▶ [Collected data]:
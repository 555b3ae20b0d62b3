//! Weather condition mapping.
//!
//! Watch faces render weather with a one-character icon identifier. The
//! host maps numeric condition codes (OpenWeatherMap-style, where the
//! hundreds digit selects the general condition) onto day icons; night
//! variants are the uppercase form of the same letter, so a single table
//! covers both.

/// Clear sky.
pub const ICON_CLEAR: char = 'a';
/// A few clouds.
pub const ICON_FEW_CLOUDS: char = 'b';
/// Scattered clouds.
pub const ICON_SCATTERED_CLOUDS: char = 'c';
/// Broken/overcast clouds.
pub const ICON_BROKEN_CLOUDS: char = 'd';
/// Shower rain.
pub const ICON_SHOWER_RAIN: char = 'e';
/// Rain.
pub const ICON_RAIN: char = 'f';
/// Thunderstorm.
pub const ICON_THUNDERSTORM: char = 'g';
/// Snow.
pub const ICON_SNOW: char = 'h';
/// Mist, fog, dust.
pub const ICON_MIST: char = 'i';

/// A host-side weather snapshot pushed to watch-face codecs.
#[derive(Debug, Clone, Copy, PartialEq, Eq)]
pub struct WeatherUpdate {
    /// Current temperature in degrees Celsius.
    pub temperature_celsius: i32,
    /// Numeric condition code.
    pub condition_code: i32,
    /// Whether it is currently night at the observed location.
    pub is_night: bool,
}

/// Map a condition code to its icon identifier.
///
/// Codes 500 and 520+ share the shower-rain icon with the drizzle group;
/// light-to-heavy rain (501-504) and freezing rain (511) use the rain icon.
pub fn icon_for_condition(condition_code: i32, is_night: bool) -> char {
    let icon = match condition_code / 100 {
        2 => ICON_THUNDERSTORM,
        3 => ICON_SHOWER_RAIN,
        5 => {
            if condition_code == 500 {
                ICON_SHOWER_RAIN
            } else if condition_code < 505 {
                ICON_RAIN
            } else if condition_code == 511 {
                ICON_RAIN
            } else {
                ICON_SHOWER_RAIN
            }
        }
        6 => ICON_SNOW,
        7 => ICON_MIST,
        8 => {
            if condition_code == 800 {
                ICON_CLEAR
            } else if condition_code < 803 {
                ICON_FEW_CLOUDS
            } else {
                ICON_BROKEN_CLOUDS
            }
        }
        _ => ICON_FEW_CLOUDS,
    };

    if is_night {
        icon.to_ascii_uppercase()
    } else {
        icon
    }
}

▶ [TO DO]: Each line above is to be reproduced exactly. Leave none out.

▶ [RESPONSE BELOW]:
repository 555b3ae20b0d62b3
//! Weather condition mapping.
//!
//! Watch faces render weather with a one-character icon identifier. The
//! host maps numeric condition codes (OpenWeatherMap-style, where the
//! hundreds digit selects the general condition) onto day icons; night
//! variants are the uppercase form of the same letter, so a single table
//! covers both.

/// Clear sky.
pub const ICON_CLEAR: char = 'a';
/// A few clouds.
pub const ICON_FEW_CLOUDS: char = 'b';
/// Scattered clouds.
pub const ICON_SCATTERED_CLOUDS: char = 'c';
/// Broken/overcast clouds.
pub const ICON_BROKEN_CLOUDS: char = 'd';
/// Shower rain.
pub const ICON_SHOWER_RAIN: char = 'e';
/// Rain.
pub const ICON_RAIN: char = 'f';
/// Thunderstorm.
pub const ICON_THUNDERSTORM: char = 'g';
/// Snow.
pub const ICON_SNOW: char = 'h';
/// Mist, fog, dust.
pub const ICON_MIST: char = 'i';

/// A host-side weather snapshot pushed to watch-face codecs.
#[derive(Debug, Clone, Copy, PartialEq, Eq)]
pub struct WeatherUpdate {
    /// Current temperature in degrees Celsius.
    pub temperature_celsius: i32,
    /// Numeric condition code.
    pub condition_code: i32,
    /// Whether it is currently night at the observed location.
    pub is_night: bool,
}

/// Map a condition code to its icon identifier.
///
/// Codes 500 and 520+ share the shower-rain icon with the drizzle group;
/// light-to-heavy rain (501-504) and freezing rain (511) use the rain icon.
pub fn icon_for_condition(condition_code: i32, is_night: bool) -> char {
    let icon = match condition_code / 100 {
        2 => ICON_THUNDERSTORM,
        3 => ICON_SHOWER_RAIN,
        5 => {
            if condition_code == 500 {
                ICON_SHOWER_RAIN
            } else if condition_code < 505 {
                ICON_RAIN
            } else if condition_code == 511 {
                ICON_RAIN
            } else {
                ICON_SHOWER_RAIN
            }
        }
        6 => ICON_SNOW,
        7 => ICON_MIST,
        8 => {
            if condition_code == 800 {
                ICON_CLEAR
            } else if condition_code < 803 {
                ICON_FEW_CLOUDS
            } else {
                ICON_BROKEN_CLOUDS
            }
        }
        _ => ICON_FEW_CLOUDS,
    };

    if is_night {
        icon.to_ascii_uppercase()
    } else {
        icon
    }
}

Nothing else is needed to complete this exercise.